Eine vorläufige Bewertung der am stärksten gefährdeten Nicht-EU-Länder wurde letzte Woche vorgelegt, und in den kommenden Monaten – voraussichtlich ab Januar – werden eingehendere Untersuchungen durchgeführt, um den Kreis weiter einzuengen und die Verwaltungen, die sich nicht daran halten, mit Sicherheit zu isolieren mit den Steuervorschriften.
„Die EU nimmt ihre internationalen Verpflichtungen zur verantwortungsvollen Regierungsführung ernst – sagte EU-Wirtschaftskommissar Pierre Moscovici.

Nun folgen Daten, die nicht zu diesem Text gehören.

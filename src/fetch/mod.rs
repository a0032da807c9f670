// src/fetch/mod.rs
pub mod client;

pub use client::{normalize_url, FetchedPage, PageFetcher};
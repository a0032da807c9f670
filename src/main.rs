// src/main.rs
use blog_migrator::extractors::article::{process_article, ArticleRecord};
use blog_migrator::extractors::spatial::{select_block, AttributeGeometry, Rect};
use blog_migrator::extractors::segmenter::find_content_root;
use blog_migrator::fetch::{normalize_url, PageFetcher};
use blog_migrator::render::{render_block, Environment};
use blog_migrator::storage::csv::DEFAULT_CSV_FILENAME;
use blog_migrator::storage::StorageManager;
use blog_migrator::utils::{self, AppError};
use blog_migrator::MigrationConfig;
use clap::Parser;
use scraper::Html;
use std::path::PathBuf;

/// Command Line Interface for the legacy blog migrator
#[derive(Parser, Debug)]
#[command(author, version, about, long_about = None)]
struct Args {
    /// Article sources: local HTML files or http(s) URLs (a bare host gets https://)
    #[arg(required = true)]
    inputs: Vec<String>,

    /// Output directory for rendered articles and metadata
    #[arg(short, long, default_value = "./output")]
    output_dir: PathBuf,

    /// Target storefront environment for site and CDN URLs
    #[arg(short, long, env = "BLOG_MIGRATOR_ENV", default_value = "production")]
    environment: Environment,

    /// JSON file overriding the built-in staging/production base URLs
    #[arg(long)]
    env_map: Option<PathBuf>,

    /// Additional legacy blog hosts whose links become site-relative
    #[arg(long = "legacy-host", env = "BLOG_MIGRATOR_LEGACY_HOST", value_delimiter = ',')]
    legacy_hosts: Vec<String>,

    /// Write a Matrixify import CSV for the whole batch
    #[arg(long)]
    csv: bool,

    /// Extract only the region x,y,width,height using data-bbox geometry
    #[arg(long)]
    select: Option<Rect>,

    /// Delay between page fetches in milliseconds
    #[arg(long, default_value_t = blog_migrator::fetch::client::DEFAULT_DELAY_MS)]
    delay_ms: u64,

    /// Fetch timeout in seconds
    #[arg(long, default_value_t = blog_migrator::fetch::client::DEFAULT_TIMEOUT_SECS)]
    timeout_secs: u64,

    /// Debug mode - save a colour-coded block report per article
    #[arg(short, long)]
    debug: bool,

    /// Debug-level logging for this crate (RUST_LOG still wins)
    #[arg(short, long)]
    verbose: bool,
}

impl Args {
    fn into_config(self) -> Result<(MigrationConfig, Vec<String>), AppError> {
        let mut config = MigrationConfig::new(self.output_dir).with_legacy_hosts(self.legacy_hosts);
        if let Some(path) = &self.env_map {
            config = config.with_environment_map_file(path)?;
        }
        config.environment = self.environment;
        config.csv_filename = self.csv.then(|| DEFAULT_CSV_FILENAME.to_string());
        config.selection = self.select;
        config.delay_ms = self.delay_ms;
        config.fetch_timeout_secs = self.timeout_secs;
        config.debug = self.debug;
        Ok((config, self.inputs))
    }
}

fn is_remote(input: &str) -> bool {
    let path = std::path::Path::new(input);
    !path.exists()
}

/// Reads the page source, from disk or over the network.
async fn load_source(input: &str, fetcher: &PageFetcher) -> Result<(String, String), AppError> {
    if !is_remote(input) {
        let html = std::fs::read_to_string(input)?;
        return Ok((html, input.to_string()));
    }
    let url = normalize_url(input)?;
    let page = fetcher.fetch_page(&url).await?;
    Ok((page.html, page.final_url))
}

/// Region extraction: one block from the content root under `rect`.
fn process_selection(html: &str, url: &str, rect: Rect, config: &MigrationConfig) -> ArticleRecord {
    let document = Html::parse_document(html);
    let root = find_content_root(&document).unwrap_or_else(|| document.root_element());
    match select_block(&root, rect, &AttributeGeometry) {
        Some(block) => {
            let mut record = ArticleRecord::for_url(url);
            record.html = render_block(&block, &config.render);
            record.blocks = vec![block];
            record
        }
        None => ArticleRecord::failed(url, format!("Selection {:?} matched no content", rect)),
    }
}

#[tokio::main]
async fn main() -> Result<(), AppError> {
    // 1. Parse CLI Arguments, then set up logging (reads RUST_LOG env var)
    let args = Args::parse();
    utils::logging::setup_logging(args.verbose);
    tracing::info!("Starting migration for args: {:?}", args);

    // 2. Resolve configuration
    let (config, inputs) = args.into_config()?;

    // 3. Initialize storage and fetcher
    let storage = StorageManager::new(&config.output_dir)?;
    tracing::info!("Writing migrated articles to {}", storage.base_dir().display());
    let fetcher = PageFetcher::new(config.fetch_timeout_secs, config.delay_ms)?;

    // 4. Process each article; one failure never aborts the batch
    let mut records = Vec::new();
    let mut success_count = 0;
    let mut failure_count = 0;

    for (index, input) in inputs.iter().enumerate() {
        if index > 0 && is_remote(input) {
            fetcher.pause().await;
        }
        tracing::info!("Processing article {}/{}: {}", index + 1, inputs.len(), input);

        let (html, url) = match load_source(input, &fetcher).await {
            Ok(source) => source,
            Err(e) => {
                tracing::error!("Failed to load {}: {}", input, e);
                failure_count += 1;
                records.push(ArticleRecord::failed(input, e.to_string()));
                continue;
            }
        };

        let mut record = match config.selection {
            Some(rect) => process_selection(&html, &url, rect, &config),
            None => process_article(&html, &url, &config.render),
        };
        record.html = config.finalize_html(&record.html);

        if let Some(error) = &record.error {
            tracing::error!("Failed to migrate {}: {}", url, error);
            failure_count += 1;
        } else {
            success_count += 1;
            match storage.save_article_html(&record) {
                Ok(path) => tracing::info!("Saved article HTML to: {}", path.display()),
                Err(e) => tracing::error!("Failed to save article HTML: {}", e),
            }
        }

        match storage.save_article_metadata(&record) {
            Ok(path) => tracing::info!("Saved article metadata to: {}", path.display()),
            Err(e) => tracing::error!("Failed to save article metadata: {}", e),
        }

        if config.debug {
            let saved = utils::html_debug::debug_report(&html, &record.blocks, &config.render)
                .and_then(|report| {
                    storage
                        .save_article_file(&record, "debug_report.html", &report)
                        .map_err(AppError::from)
                });
            match saved {
                Ok(path) => tracing::info!("Created debug report: {}", path.display()),
                Err(e) => tracing::warn!("Failed to create debug report: {}", e),
            }
        }

        records.push(record);
    }

    // 5. Batch CSV
    if let Some(filename) = &config.csv_filename {
        match storage.save_csv(&records, filename) {
            Ok(path) => tracing::info!("Saved CSV to: {}", path.display()),
            Err(e) => tracing::error!("Failed to save CSV: {}", e),
        }
    }

    tracing::info!("Migration finished. Success: {}, Failures: {}", success_count, failure_count);

    if success_count == 0 && failure_count > 0 {
        return Err(AppError::Processing(format!("Failed to migrate any of {} articles", failure_count)));
    }

    Ok(())
}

Wir möchten mit unseren Partnern eine faire und offene Diskussion über Steuerfragen führen, die uns alle weltweit betreffen. Die EU-Liste wird unser Werkzeug für den Umgang mit Drittländern sein, die sich weigern, die Regeln einzuhalten.“
In den bereits erstellten vorläufigen Listen wird einigen traditionellen Steueroasen wie Andorra, Liechtenstein, dem Fürstentum Monaco, San Marino und der Schweiz ein besonderer Platz eingeräumt, da sie kürzlich Abkommen mit der EU geschlossen haben, die darauf abzielen, "Steuertransparenz" zu gewährleisten.
Bei der abschließenden Bewertung wird auch die Einhaltung oder Nichteinhaltung des Common Reporting Standards, des multilateralen Systems des automatischen Datenaustauschs zwischen den Steuerverwaltungen der OECD, ins Gewicht fallen.